Education photography is essentially about showing what a school, college or university is actually like on a normal day. It’s not about staging everything to look perfect, it’s about creating images that feel real, positive and engaging, while still being well put together.
“Editorial” implies documentary style rather than posed pictures. So Editorial Education photography is trying to show how a place works, how students interact, what lessons feel like, and the overall atmosphere. That might be classrooms, science labs, sports, music, or just the general flow of the day. The aim is to give someone a clear sense of the environment before they ever step through the door.
Having spent 10+ years working with schools, colleges, academies and universities, I’ve seen how much of a difference good photography can make. When it’s done properly, it helps a school present itself clearly and confidently, without feeling over-produced or unrealistic.
Education photography is used across a lot of areas, including websites, prospectuses, social media, newsletters, displays and printed materials. In many cases, these images are the first thing parents or prospective students will see.
How important is it to have professional education photos?
For most schools and colleges, first impressions now happen online. People will look at your website before they visit, and the photography plays a big part in shaping that first impression.
For me the key thing is that the images look natural. The strongest images usually feel unposed, even if they’ve been lightly guided. If everything looks too staged or static, people tend to see through it straight away and it doesn’t give a true reflection of the school experience.
Whilst there will always be times when a ‘quick picture’ is taken on the schools camera or phone to capture that special moment the difference between a well lit and well composed photo is huge. Blurry, dark photos taken at bad angles don’t sell the school to its highest potential.
Why choose an specialist education photographer instead of a jack of all trades photographer?

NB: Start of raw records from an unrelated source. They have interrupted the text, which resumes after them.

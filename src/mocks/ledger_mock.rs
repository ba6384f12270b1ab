use std::collections::HashMap;
use std::sync::atomic::{AtomicBool, AtomicUsize, Ordering};
use std::sync::Arc;
use std::time::Duration;

use alloy::primitives::{Address, Bytes, U256};
use alloy::sol_types::{SolCall, SolValue};
use async_trait::async_trait;
use tokio::sync::RwLock;
use tracing::debug;

use crate::blockchain::abi::IMulticall;
use crate::blockchain::rpc::ContractReader;
use crate::types::{ScannerError, ScannerResult};

/// Block number reported by mocked multicall responses
const MOCK_BLOCK_NUMBER: u64 = 18_000_000;

#[derive(Debug, Clone)]
enum MockResponse {
    Return(Bytes),
    Revert,
}

/// In-memory ledger node answering pre-registered contract calls.
///
/// Calls to the configured multicall address are unpacked and every inner
/// call is answered from the same table, so the real [`crate::blockchain::Multicall`]
/// encoding path is exercised end to end.
#[derive(Clone, Default)]
pub struct MockLedger {
    multicall: Option<Address>,
    responses: Arc<RwLock<HashMap<(Address, Bytes), MockResponse>>>,
    round_trips: Arc<AtomicUsize>,
    latency: Option<Duration>,
    offline: Arc<AtomicBool>,
    drop_last_entry: Arc<AtomicBool>,
}

impl MockLedger {
    pub fn new() -> Self {
        Self::default()
    }

    pub fn with_multicall(mut self, address: Address) -> Self {
        self.multicall = Some(address);
        self
    }

    /// Delay every round trip, to simulate network latency
    pub fn with_latency(mut self, latency: Duration) -> Self {
        self.latency = Some(latency);
        self
    }

    /// Register the raw return data for `call` sent to `target`
    pub async fn respond<C: SolCall>(&self, target: Address, call: &C, returns: Vec<u8>) {
        let key = (target, Bytes::from(call.abi_encode()));
        self.responses
            .write()
            .await
            .insert(key, MockResponse::Return(returns.into()));
    }

    /// Make `call` sent to `target` revert
    pub async fn revert<C: SolCall>(&self, target: Address, call: &C) {
        let key = (target, Bytes::from(call.abi_encode()));
        self.responses.write().await.insert(key, MockResponse::Revert);
    }

    /// Simulate an unreachable node
    pub fn set_offline(&self, offline: bool) {
        self.offline.store(offline, Ordering::SeqCst);
    }

    /// Simulate a malformed aggregate response missing its last entry
    pub fn drop_last_batch_entry(&self, enabled: bool) {
        self.drop_last_entry.store(enabled, Ordering::SeqCst);
    }

    /// Number of `eth_call` round trips served so far
    pub fn round_trips(&self) -> usize {
        self.round_trips.load(Ordering::SeqCst)
    }

    async fn lookup(&self, target: Address, data: &Bytes) -> ScannerResult<Bytes> {
        let responses = self.responses.read().await;
        match responses.get(&(target, data.clone())) {
            Some(MockResponse::Return(output)) => Ok(output.clone()),
            Some(MockResponse::Revert) => Err(ScannerError::Transport(format!(
                "execution reverted: {target}"
            ))),
            None => Err(ScannerError::Transport(format!(
                "no mock response for 0x{} on {}",
                hex::encode(&data[..data.len().min(4)]),
                target
            ))),
        }
    }

    async fn aggregate(&self, data: &Bytes) -> ScannerResult<Bytes> {
        let request = IMulticall::aggregateCall::abi_decode(data)
            .map_err(|e| ScannerError::Transport(format!("malformed aggregate: {e}")))?;

        // Multicall v1 reverts as a whole when any inner call fails
        let mut return_data = Vec::with_capacity(request.calls.len());
        for call in &request.calls {
            return_data.push(self.lookup(call.target, &call.callData).await?);
        }

        if self.drop_last_entry.load(Ordering::SeqCst) {
            return_data.pop();
        }

        debug!("🎭 [MOCK] aggregate 호출 {}개 응답", return_data.len());
        Ok((U256::from(MOCK_BLOCK_NUMBER), return_data)
            .abi_encode_params()
            .into())
    }
}

#[async_trait]
impl ContractReader for MockLedger {
    async fn call(&self, target: Address, data: Bytes) -> ScannerResult<Bytes> {
        self.round_trips.fetch_add(1, Ordering::SeqCst);

        if let Some(latency) = self.latency {
            tokio::time::sleep(latency).await;
        }

        if self.offline.load(Ordering::SeqCst) {
            return Err(ScannerError::Transport("mock ledger offline".to_string()));
        }

        if Some(target) == self.multicall && data.starts_with(&IMulticall::aggregateCall::SELECTOR) {
            return self.aggregate(&data).await;
        }

        self.lookup(target, &data).await
    }
}

/// ABI-encode a single return value
pub fn encode_one<T: SolValue>(value: T) -> Vec<u8> {
    (value,).abi_encode_params()
}

/// ABI-encode a `getAccountLiquidity` result triple
pub fn encode_liquidity(error_code: u64, liquidity: u64, shortfall: u64) -> Vec<u8> {
    (
        U256::from(error_code),
        U256::from(liquidity),
        U256::from(shortfall),
    )
        .abi_encode_params()
}
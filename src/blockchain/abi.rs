use alloy::primitives::{Address, Bytes};
use alloy::sol;
use alloy::sol_types::SolCall;

use crate::types::{ScannerError, ScannerResult};

// Define Solidity interfaces using alloy's sol! macro

// Compound-style comptroller (risk engine)
sol! {
    interface IComptroller {
        function getAllBorrowers() external view returns (address[] memory);
        function getAllMarkets() external view returns (address[] memory);
        function getAssetsIn(address account) external view returns (address[] memory);
        function getAccountLiquidity(address account) external view returns (
            uint256 errorCode,
            uint256 liquidity,
            uint256 shortfall
        );
        function oracle() external view returns (address);
    }
}

// Money market (cToken)
sol! {
    interface ICToken {
        function totalBorrows() external view returns (uint256);
        function underlying() external view returns (address);
        function symbol() external view returns (string);
        function borrowBalanceStored(address account) external view returns (uint256);
        function balanceOfUnderlying(address owner) external returns (uint256);
    }
}

// ERC20 metadata of a market's underlying token
sol! {
    interface IERC20Metadata {
        function name() external view returns (string);
        function symbol() external view returns (string);
        function decimals() external view returns (uint8);
    }
}

// Protocol price oracle, queried for display only
sol! {
    interface IPriceOracle {
        function getUnderlyingPrice(address cToken) external view returns (uint256);
    }
}

// Multicall (v1) batching helper
sol! {
    interface IMulticall {
        struct Call {
            address target;
            bytes callData;
        }

        function aggregate(Call[] calldata calls) external returns (
            uint256 blockNumber,
            bytes[] memory returnData
        );
    }
}

/// One entry of a multicall batch: a target contract and ABI-encoded calldata
#[derive(Debug, Clone, PartialEq, Eq)]
pub struct BatchCall {
    pub target: Address,
    pub data: Bytes,
}

impl BatchCall {
    pub fn new<C: SolCall>(target: Address, call: &C) -> Self {
        Self {
            target,
            data: call.abi_encode().into(),
        }
    }
}

impl From<BatchCall> for IMulticall::Call {
    fn from(call: BatchCall) -> Self {
        IMulticall::Call {
            target: call.target,
            callData: call.data,
        }
    }
}

/// Decode raw return data using the output schema of `C`
pub fn decode_returns<C: SolCall>(data: &[u8]) -> ScannerResult<C::Return> {
    C::abi_decode_returns(data).map_err(|e| ScannerError::Decode {
        method: C::SIGNATURE,
        reason: e.to_string(),
    })
}

#[cfg(test)]
mod tests {
    use super::*;
    use alloy::primitives::U256;
    use alloy::sol_types::SolValue;

    #[test]
    fn test_batch_call_carries_selector() {
        let target = Address::repeat_byte(0x11);
        let account = Address::repeat_byte(0x22);
        let call = BatchCall::new(target, &IComptroller::getAssetsInCall { account });

        assert_eq!(call.target, target);
        assert_eq!(&call.data[..4], IComptroller::getAssetsInCall::SELECTOR.as_slice());
        assert_eq!(call.data.len(), 4 + 32);
        assert_eq!(&call.data[4 + 12..], account.as_slice());
    }

    #[test]
    fn test_decode_liquidity_triple() {
        let data = (U256::from(0u64), U256::from(9u64), U256::from(10u64)).abi_encode_params();
        let out = decode_returns::<IComptroller::getAccountLiquidityCall>(&data).unwrap();

        assert_eq!(out.errorCode, U256::ZERO);
        assert_eq!(out.liquidity, U256::from(9u64));
        assert_eq!(out.shortfall, U256::from(10u64));
    }

    #[test]
    fn test_decode_failure_names_method() {
        match decode_returns::<IComptroller::getAccountLiquidityCall>(&[0u8; 7]) {
            Err(ScannerError::Decode { method, .. }) => {
                assert_eq!(method, "getAccountLiquidity(address)");
            }
            Err(other) => panic!("unexpected error: {other}"),
            Ok(_) => panic!("truncated output decoded"),
        }
    }
}
use std::sync::atomic::{AtomicBool, Ordering};
use std::sync::Arc;
use std::time::Instant;

use tokio::sync::mpsc;
use tokio::task::JoinHandle;
use tracing::{debug, error, info, warn};

use super::borrower_cache::BorrowerCache;
use super::schedule::Schedule;
use crate::protocols::{AssetResolver, ShortfallScanner};
use crate::types::{AccountReport, Borrower, ScannerResult};

/// Outcome of one scan cycle
#[derive(Debug, Clone, Default)]
pub struct CycleReport {
    /// Version of the borrower snapshot the cycle ran against
    pub snapshot_version: u64,
    pub borrowers_checked: usize,
    pub underwater: Vec<Borrower>,
    pub reports: Vec<AccountReport>,
    /// Underwater accounts whose assets could not be resolved
    pub failed_accounts: usize,
}

/// Drives scan cycles: snapshot → shortfall scan → asset resolution → logs
pub struct ShortfallMonitor {
    cache: Arc<BorrowerCache>,
    scanner: ShortfallScanner,
    resolver: AssetResolver,
    explorer_url: String,
    skip_overlapping: bool,
    in_flight: AtomicBool,
}

impl ShortfallMonitor {
    pub fn new(
        cache: Arc<BorrowerCache>,
        scanner: ShortfallScanner,
        resolver: AssetResolver,
        explorer_url: impl Into<String>,
        skip_overlapping: bool,
    ) -> Self {
        let explorer_url: String = explorer_url.into();
        Self {
            cache,
            scanner,
            resolver,
            explorer_url: explorer_url.trim_end_matches('/').to_string(),
            skip_overlapping,
            in_flight: AtomicBool::new(false),
        }
    }

    /// Run one full scan over the current borrower snapshot.
    ///
    /// An unprimed cache ends the cycle early with an empty report. Resolution
    /// failures only drop the affected account.
    pub async fn run_cycle(&self) -> ScannerResult<CycleReport> {
        info!("🔍 부족분(shortfall) 검사 시작...");
        let started = Instant::now();

        let snapshot = self.cache.snapshot().await;
        let borrowers = snapshot.borrowers.clone();
        info!("👥 차입자 수: {}", borrowers.len());

        let primed = snapshot.is_primed();
        let mut report = CycleReport {
            snapshot_version: snapshot.version,
            borrowers_checked: borrowers.len(),
            ..Default::default()
        };
        drop(snapshot);

        if !primed {
            info!("⏳ 차입자 캐시가 아직 준비되지 않음; 검사 건너뜀");
            return Ok(report);
        }
        if borrowers.is_empty() {
            info!("📭 차입자 없음; 검사 건너뜀");
            return Ok(report);
        }

        let underwater = self.scanner.scan(&borrowers).await?;

        for account in &underwater {
            let shortfall = account.shortfall.unwrap_or_default();
            warn!(
                "🚨 계정 {}/address/{} 담보 부족: {}",
                self.explorer_url, account.address, shortfall
            );

            match self.resolver.resolve(account.address, &account.markets).await {
                Ok(mut resolved) => {
                    resolved.shortfall = account.shortfall;
                    log_account_report(&resolved);
                    report.reports.push(resolved);
                }
                Err(e) => {
                    warn!("⚠️ 계정 {} 자산 조회 실패: {}", account.address, e);
                    report.failed_accounts += 1;
                }
            }
        }

        report.underwater = underwater;
        info!(
            "✅ 부족분 검사 완료: {}/{} 계정 담보 부족 ({:?})",
            report.underwater.len(),
            report.borrowers_checked,
            started.elapsed()
        );
        Ok(report)
    }

    /// Start a cycle in the background.
    ///
    /// Returns `None` when the overlap guard is on and a cycle is already running.
    pub fn trigger(self: &Arc<Self>, source: &str) -> Option<JoinHandle<()>> {
        if self.skip_overlapping && self.in_flight.swap(true, Ordering::SeqCst) {
            debug!("검사가 이미 진행 중; {} 트리거 건너뜀", source);
            return None;
        }

        // Released on drop, so a panicking cycle cannot wedge later triggers
        let guard = self.skip_overlapping.then(|| InFlightGuard(Arc::clone(self)));
        let monitor = Arc::clone(self);
        Some(tokio::spawn(async move {
            let _guard = guard;
            if let Err(e) = monitor.run_cycle().await {
                warn!("⚠️ 부족분 검사 실패: {}", e);
            }
        }))
    }

    /// Trigger a cycle on every tick of `schedule`
    pub async fn run_on_schedule<S: Schedule>(self: Arc<Self>, mut schedule: S) {
        while schedule.tick().await {
            self.trigger("timer");
        }
        debug!("검사 스케줄 종료");
    }

    /// Trigger a cycle for every new block number received
    pub async fn run_on_blocks(self: Arc<Self>, mut blocks: mpsc::Receiver<u64>) {
        while let Some(number) = blocks.recv().await {
            info!("📦 블록 {} 처리 중", number);
            self.trigger("block");
        }
        error!("❌ 블록 알림 스트림 종료됨");
    }
}

/// Clears the in-flight flag when the cycle task finishes or unwinds
struct InFlightGuard(Arc<ShortfallMonitor>);

impl Drop for InFlightGuard {
    fn drop(&mut self) {
        self.0.in_flight.store(false, Ordering::SeqCst);
    }
}

fn log_account_report(report: &AccountReport) {
    for position in &report.positions {
        match position.formatted_amount() {
            Ok(amount) => info!(
                "💰 계정 {} {} 잔액 {} {}",
                report.account, position.kind, amount, position.asset_name
            ),
            Err(e) => error!(
                "❌ 계정 {} {} 잔액 포맷 실패 ({}): {}",
                report.account, position.kind, position.asset_name, e
            ),
        }
    }
}
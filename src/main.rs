use std::sync::Arc;

use anyhow::{anyhow, Context, Result};
use clap::{Arg, ArgAction, Command};
use ethers::providers::{Http, Provider, Ws};
use tokio::signal;
use tokio::sync::mpsc;
use tracing::{error, info, warn};
use tracing_subscriber::{layer::SubscriberExt, util::SubscriberInitExt};

use comptroller_shortfall_monitor::blockchain::{BlockSource, ContractReader, EthersReader, Multicall};
use comptroller_shortfall_monitor::config::{Config, ScanTrigger};
use comptroller_shortfall_monitor::core::{BorrowerCache, IntervalSchedule, ShortfallMonitor};
use comptroller_shortfall_monitor::protocols::{AssetResolver, MarketRegistry, ShortfallScanner};

#[tokio::main]
async fn main() -> Result<()> {
    let matches = Command::new("shortfall_monitor")
        .version(env!("CARGO_PKG_VERSION"))
        .about("🔍 컴트롤러 부족분 모니터 - 담보 부족 차입자 탐지 및 보고")
        .arg(
            Arg::new("config")
                .short('c')
                .long("config")
                .value_name("FILE")
                .help("설정 파일 경로")
                .default_value("config/default.toml"),
        )
        .arg(
            Arg::new("log-level")
                .short('l')
                .long("log-level")
                .value_name("LEVEL")
                .help("로그 레벨 (trace, debug, info, warn, error)"),
        )
        .arg(
            Arg::new("trigger")
                .short('t')
                .long("trigger")
                .value_name("TRIGGER")
                .help("검사 트리거 (blocks, interval)"),
        )
        .arg(
            Arg::new("once")
                .long("once")
                .help("차입자 캐시를 채우고 한 번 검사한 뒤 종료")
                .action(ArgAction::SetTrue),
        )
        .get_matches();

    dotenvy::dotenv().ok();

    let config_path = matches
        .get_one::<String>("config")
        .map(String::as_str)
        .unwrap_or("config/default.toml");
    // 설정 파일 로드
    let mut config = Config::load(config_path)
        .await
        .with_context(|| format!("설정 파일 로드 실패: {}", config_path))?;

    let log_level = matches
        .get_one::<String>("log-level")
        .cloned()
        .unwrap_or_else(|| config.monitoring.log_level.clone());
    let log_filter = match log_level.as_str() {
        "trace" | "debug" | "info" | "warn" | "error" => log_level.as_str(),
        _ => "info",
    };

    // 로깅 초기화
    tracing_subscriber::registry()
        .with(
            tracing_subscriber::EnvFilter::try_from_default_env()
                .unwrap_or_else(|_| log_filter.into()),
        )
        .with(tracing_subscriber::fmt::layer())
        .init();

    info!("📋 설정 파일 로드 완료: {}", config_path);

    if let Some(trigger) = matches.get_one::<String>("trigger") {
        config.scanner.trigger = trigger.parse()?;
    }
    config.apply_env_overrides();

    // 설정 검증
    if let Err(e) = config.validate() {
        error!("❌ 설정 검증 실패: {:#}", e);
        std::process::exit(1);
    }

    let comptroller = config.comptroller_address()?;
    let multicall = config.multicall_address()?;
    info!(
        "✅ 설정 준비 완료: {} (체인 {}), 컴트롤러 {}",
        config.network.name, config.network.chain_id, comptroller
    );

    // 프로바이더 초기화
    let mut ws_provider: Option<Arc<Provider<Ws>>> = None;
    let reader: Arc<dyn ContractReader> = match &config.network.ws_url {
        Some(ws_url) => {
            info!("🔌 WebSocket 연결 중: {}", ws_url);
            let ws = Ws::connect(ws_url.as_str())
                .await
                .context("WebSocket 연결 실패")?;
            let provider = Arc::new(Provider::new(ws));
            ws_provider = Some(Arc::clone(&provider));
            Arc::new(EthersReader::new(provider))
        }
        None => {
            info!("🌐 HTTP 연결 중: {}", config.network.rpc_url);
            let provider = Provider::<Http>::try_from(config.network.rpc_url.as_str())
                .context("잘못된 RPC URL")?;
            Arc::new(EthersReader::new(Arc::new(provider)))
        }
    };

    let batcher = Arc::new(Multicall::new(multicall, Arc::clone(&reader)));
    info!("🧮 Multicall 컨트랙트: {}", batcher.address());

    let registry = Arc::new(
        MarketRegistry::discover(reader.as_ref(), comptroller)
            .await
            .context("마켓 조회 실패")?,
    );
    info!("🔮 가격 오라클: {}", registry.oracle());
    if let Err(e) = registry
        .log_markets(batcher.as_ref(), &config.network.explorer_url)
        .await
    {
        warn!("⚠️ 마켓 목록 출력 실패: {}", e);
    }

    let cache = Arc::new(BorrowerCache::new(
        comptroller,
        Arc::clone(&reader),
        batcher.clone(),
    ));
    let monitor = Arc::new(ShortfallMonitor::new(
        Arc::clone(&cache),
        ShortfallScanner::new(comptroller, batcher),
        AssetResolver::new(reader, registry),
        config.network.explorer_url.clone(),
        config.scanner.skip_overlapping_scans,
    ));

    if matches.get_flag("once") {
        cache.refresh().await.context("차입자 캐시 갱신 실패")?;
        let report = monitor.run_cycle().await?;
        info!(
            "🏁 단일 검사 완료: 담보 부족 {}개, 조회 실패 {}개",
            report.underwater.len(),
            report.failed_accounts
        );
        return Ok(());
    }

    let cache_interval = config.borrower_cache_interval()?;
    tokio::spawn(Arc::clone(&cache).run(IntervalSchedule::new(cache_interval)));

    match config.scanner.trigger {
        ScanTrigger::Blocks => {
            let provider =
                ws_provider.ok_or_else(|| anyhow!("블록 트리거에는 WebSocket 프로바이더가 필요합니다"))?;
            let (tx, rx) = mpsc::channel(16);
            tokio::spawn(BlockSource::new(provider).forward(tx));
            tokio::spawn(Arc::clone(&monitor).run_on_blocks(rx));
            info!("📦 새 블록마다 검사");
        }
        ScanTrigger::Interval => {
            let scan_interval = config.scan_interval()?;
            tokio::spawn(Arc::clone(&monitor).run_on_schedule(IntervalSchedule::new(scan_interval)));
            info!("⏱️ {:?}마다 검사", scan_interval);
        }
    }

    info!("🎯 부족분 모니터 시작됨");

    // 종료 신호 대기
    match signal::ctrl_c().await {
        Ok(()) => warn!("🛑 종료 신호 수신됨"),
        Err(e) => error!("❌ 신호 처리 오류: {}", e),
    }

    info!("✅ 부족분 모니터 종료됨");
    Ok(())
}
//! Compound-style comptroller logic: market classification, shortfall
//! detection and per-account asset resolution.

pub mod markets;
pub mod resolver;
pub mod shortfall;

pub use markets::MarketRegistry;
pub use resolver::AssetResolver;
pub use shortfall::{rank_by_shortfall, AccountLiquidity, ShortfallScanner};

Many photographers out there are good at dealing with whatever is thrown at them – we have to be as lighting conditions and models vary so much on every job. We have to be adabtable. However photographing in education settings isn’t quite the same. It helps to work with someone who understands how schools run and can be involved in planning the schedule.
Planning the day properly makes a huge difference. I have a blog post and have produced a brochure that will help you plan a schedule. Knowing how long things take, what works well visually (and what doesn’t) and key mistakes to avoid makes a huge difference to the images you get at the end. A photographer with no experience in working in this environment may struggle when presented with a class of students reading.
A specialist education photographer will…
Understand safeguarding and holds a DBS.
Know how to show learning in action and make it look interesting and dynamic.
Be comfortable working around students of all ages as well as head teachers and staff.
Keep branding and communication consistent.
Be able to provide images for different uses (billboards, posters, website banners and prospectuses).
Have experience creating images that work across websites, print and social media.